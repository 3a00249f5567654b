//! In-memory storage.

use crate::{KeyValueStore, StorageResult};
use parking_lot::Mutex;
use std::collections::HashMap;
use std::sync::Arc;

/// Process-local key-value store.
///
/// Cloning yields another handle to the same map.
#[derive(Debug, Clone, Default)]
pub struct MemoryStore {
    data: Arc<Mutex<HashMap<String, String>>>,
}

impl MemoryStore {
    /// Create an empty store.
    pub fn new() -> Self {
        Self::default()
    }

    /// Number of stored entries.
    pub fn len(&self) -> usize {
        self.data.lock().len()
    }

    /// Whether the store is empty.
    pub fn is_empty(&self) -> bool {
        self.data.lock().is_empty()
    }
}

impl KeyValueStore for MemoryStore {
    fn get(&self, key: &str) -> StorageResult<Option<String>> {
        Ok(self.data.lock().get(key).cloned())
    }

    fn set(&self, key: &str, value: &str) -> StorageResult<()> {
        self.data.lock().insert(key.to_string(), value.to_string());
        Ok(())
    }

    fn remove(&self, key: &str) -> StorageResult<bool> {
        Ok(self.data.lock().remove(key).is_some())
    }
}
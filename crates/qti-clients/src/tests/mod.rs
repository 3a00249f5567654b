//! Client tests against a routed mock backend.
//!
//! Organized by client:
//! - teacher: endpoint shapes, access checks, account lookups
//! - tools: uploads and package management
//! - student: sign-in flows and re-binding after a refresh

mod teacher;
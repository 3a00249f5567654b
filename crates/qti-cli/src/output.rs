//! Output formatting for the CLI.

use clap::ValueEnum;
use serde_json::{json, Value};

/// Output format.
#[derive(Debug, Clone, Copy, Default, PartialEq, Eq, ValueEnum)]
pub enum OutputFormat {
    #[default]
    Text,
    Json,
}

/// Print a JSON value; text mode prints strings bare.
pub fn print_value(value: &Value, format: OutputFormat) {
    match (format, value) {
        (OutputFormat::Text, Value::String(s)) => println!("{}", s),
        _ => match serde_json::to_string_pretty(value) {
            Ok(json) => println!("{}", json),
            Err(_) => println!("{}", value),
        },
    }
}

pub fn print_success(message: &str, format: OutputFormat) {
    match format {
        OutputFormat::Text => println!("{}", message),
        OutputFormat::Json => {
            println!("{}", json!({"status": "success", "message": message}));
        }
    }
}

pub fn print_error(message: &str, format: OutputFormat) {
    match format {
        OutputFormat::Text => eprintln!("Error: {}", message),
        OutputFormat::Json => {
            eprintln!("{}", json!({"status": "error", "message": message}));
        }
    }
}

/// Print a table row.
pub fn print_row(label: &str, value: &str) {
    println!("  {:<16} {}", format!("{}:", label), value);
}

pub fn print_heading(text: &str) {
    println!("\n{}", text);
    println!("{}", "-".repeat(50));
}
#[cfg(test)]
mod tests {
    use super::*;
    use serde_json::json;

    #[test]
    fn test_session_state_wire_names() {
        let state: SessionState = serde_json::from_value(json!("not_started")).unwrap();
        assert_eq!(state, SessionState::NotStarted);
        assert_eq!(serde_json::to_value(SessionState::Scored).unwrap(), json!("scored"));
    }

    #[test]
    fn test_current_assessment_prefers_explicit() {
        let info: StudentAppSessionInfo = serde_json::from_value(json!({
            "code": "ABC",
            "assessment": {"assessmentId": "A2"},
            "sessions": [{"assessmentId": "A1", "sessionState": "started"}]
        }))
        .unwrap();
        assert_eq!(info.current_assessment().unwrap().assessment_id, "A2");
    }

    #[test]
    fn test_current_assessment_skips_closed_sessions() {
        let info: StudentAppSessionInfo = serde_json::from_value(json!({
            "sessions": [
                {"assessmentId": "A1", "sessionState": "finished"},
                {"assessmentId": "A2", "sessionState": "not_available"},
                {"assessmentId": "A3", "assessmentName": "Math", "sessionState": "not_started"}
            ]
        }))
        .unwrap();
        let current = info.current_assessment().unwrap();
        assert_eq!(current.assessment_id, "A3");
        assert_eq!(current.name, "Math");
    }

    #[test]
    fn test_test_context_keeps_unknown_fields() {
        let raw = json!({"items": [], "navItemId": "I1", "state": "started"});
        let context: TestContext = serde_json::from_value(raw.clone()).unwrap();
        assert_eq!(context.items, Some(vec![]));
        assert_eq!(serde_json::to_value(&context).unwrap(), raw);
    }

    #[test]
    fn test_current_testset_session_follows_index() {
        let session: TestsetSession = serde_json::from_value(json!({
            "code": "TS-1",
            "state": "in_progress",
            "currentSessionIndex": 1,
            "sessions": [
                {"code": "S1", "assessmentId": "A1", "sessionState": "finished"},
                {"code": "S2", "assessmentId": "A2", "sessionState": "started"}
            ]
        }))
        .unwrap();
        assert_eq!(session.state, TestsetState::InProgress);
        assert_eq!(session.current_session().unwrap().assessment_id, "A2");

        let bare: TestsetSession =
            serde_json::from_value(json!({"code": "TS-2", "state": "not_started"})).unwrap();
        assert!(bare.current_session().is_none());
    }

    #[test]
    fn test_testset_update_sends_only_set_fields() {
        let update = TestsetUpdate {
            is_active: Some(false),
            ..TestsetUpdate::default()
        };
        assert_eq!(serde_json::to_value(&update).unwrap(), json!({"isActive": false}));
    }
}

-*-

Exercise description —
Exactly as they appear, restate all of the entries.

Completed exercise —
repository 3a00249f5567654b
//! In-memory storage.

use crate::{KeyValueStore, StorageResult};
use parking_lot::Mutex;
use std::collections::HashMap;
use std::sync::Arc;

/// Process-local key-value store.
///
/// Cloning yields another handle to the same map.
#[derive(Debug, Clone, Default)]
pub struct MemoryStore {
    data: Arc<Mutex<HashMap<String, String>>>,
}

impl MemoryStore {
    /// Create an empty store.
    pub fn new() -> Self {
        Self::default()
    }

    /// Number of stored entries.
    pub fn len(&self) -> usize {
        self.data.lock().len()
    }

    /// Whether the store is empty.
    pub fn is_empty(&self) -> bool {
        self.data.lock().is_empty()
    }
}

impl KeyValueStore for MemoryStore {
    fn get(&self, key: &str) -> StorageResult<Option<String>> {
        Ok(self.data.lock().get(key).cloned())
    }

    fn set(&self, key: &str, value: &str) -> StorageResult<()> {
        self.data.lock().insert(key.to_string(), value.to_string());
        Ok(())
    }

    fn remove(&self, key: &str) -> StorageResult<bool> {
        Ok(self.data.lock().remove(key).is_some())
    }
}
filename crates/qti-clients/src/tests/mod.rs
repository 3a00249f5567654b
//! Client tests against a routed mock backend.
//!
//! Organized by client:
//! - teacher: endpoint shapes, access checks, account lookups
//! - tools: uploads and package management
//! - student: sign-in flows and re-binding after a refresh

mod teacher;
repository 3a00249f5567654b
filename crates/qti-cli/src/output.rs
//! Output formatting for the CLI.

use clap::ValueEnum;
use serde_json::{json, Value};

/// Output format.
#[derive(Debug, Clone, Copy, Default, PartialEq, Eq, ValueEnum)]
pub enum OutputFormat {
    #[default]
    Text,
    Json,
}

/// Print a JSON value; text mode prints strings bare.
pub fn print_value(value: &Value, format: OutputFormat) {
    match (format, value) {
        (OutputFormat::Text, Value::String(s)) => println!("{}", s),
        _ => match serde_json::to_string_pretty(value) {
            Ok(json) => println!("{}", json),
            Err(_) => println!("{}", value),
        },
    }
}

pub fn print_success(message: &str, format: OutputFormat) {
    match format {
        OutputFormat::Text => println!("{}", message),
        OutputFormat::Json => {
            println!("{}", json!({"status": "success", "message": message}));
        }
    }
}

pub fn print_error(message: &str, format: OutputFormat) {
    match format {
        OutputFormat::Text => eprintln!("Error: {}", message),
        OutputFormat::Json => {
            eprintln!("{}", json!({"status": "error", "message": message}));
        }
    }
}

/// Print a table row.
pub fn print_row(label: &str, value: &str) {
    println!("  {:<16} {}", format!("{}:", label), value);
}

pub fn print_heading(text: &str) {
    println!("\n{}", text);
    println!("{}", "-".repeat(50));
}
#[cfg(test)]
mod tests {
    use super::*;
    use serde_json::json;

    #[test]
    fn test_session_state_wire_names() {
        let state: SessionState = serde_json::from_value(json!("not_started")).unwrap();
        assert_eq!(state, SessionState::NotStarted);
        assert_eq!(serde_json::to_value(SessionState::Scored).unwrap(), json!("scored"));
    }

    #[test]
    fn test_current_assessment_prefers_explicit() {
        let info: StudentAppSessionInfo = serde_json::from_value(json!({
            "code": "ABC",
            "assessment": {"assessmentId": "A2"},
            "sessions": [{"assessmentId": "A1", "sessionState": "started"}]
        }))
        .unwrap();
        assert_eq!(info.current_assessment().unwrap().assessment_id, "A2");
    }

    #[test]
    fn test_current_assessment_skips_closed_sessions() {
        let info: StudentAppSessionInfo = serde_json::from_value(json!({
            "sessions": [
                {"assessmentId": "A1", "sessionState": "finished"},
                {"assessmentId": "A2", "sessionState": "not_available"},
                {"assessmentId": "A3", "assessmentName": "Math", "sessionState": "not_started"}
            ]
        }))
        .unwrap();
        let current = info.current_assessment().unwrap();
        assert_eq!(current.assessment_id, "A3");
        assert_eq!(current.name, "Math");
    }

    #[test]
    fn test_test_context_keeps_unknown_fields() {
        let raw = json!({"items": [], "navItemId": "I1", "state": "started"});
        let context: TestContext = serde_json::from_value(raw.clone()).unwrap();
        assert_eq!(context.items, Some(vec![]));
        assert_eq!(serde_json::to_value(&context).unwrap(), raw);
    }

    #[test]
    fn test_current_testset_session_follows_index() {
        let session: TestsetSession = serde_json::from_value(json!({
            "code": "TS-1",
            "state": "in_progress",
            "currentSessionIndex": 1,
            "sessions": [
                {"code": "S1", "assessmentId": "A1", "sessionState": "finished"},
                {"code": "S2", "assessmentId": "A2", "sessionState": "started"}
            ]
        }))
        .unwrap();
        assert_eq!(session.state, TestsetState::InProgress);
        assert_eq!(session.current_session().unwrap().assessment_id, "A2");

        let bare: TestsetSession =
            serde_json::from_value(json!({"code": "TS-2", "state": "not_started"})).unwrap();
        assert!(bare.current_session().is_none());
    }

    #[test]
    fn test_testset_update_sends_only_set_fields() {
        let update = TestsetUpdate {
            is_active: Some(false),
            ..TestsetUpdate::default()
        };
        assert_eq!(serde_json::to_value(&update).unwrap(), json!({"isActive": false}));
    }
}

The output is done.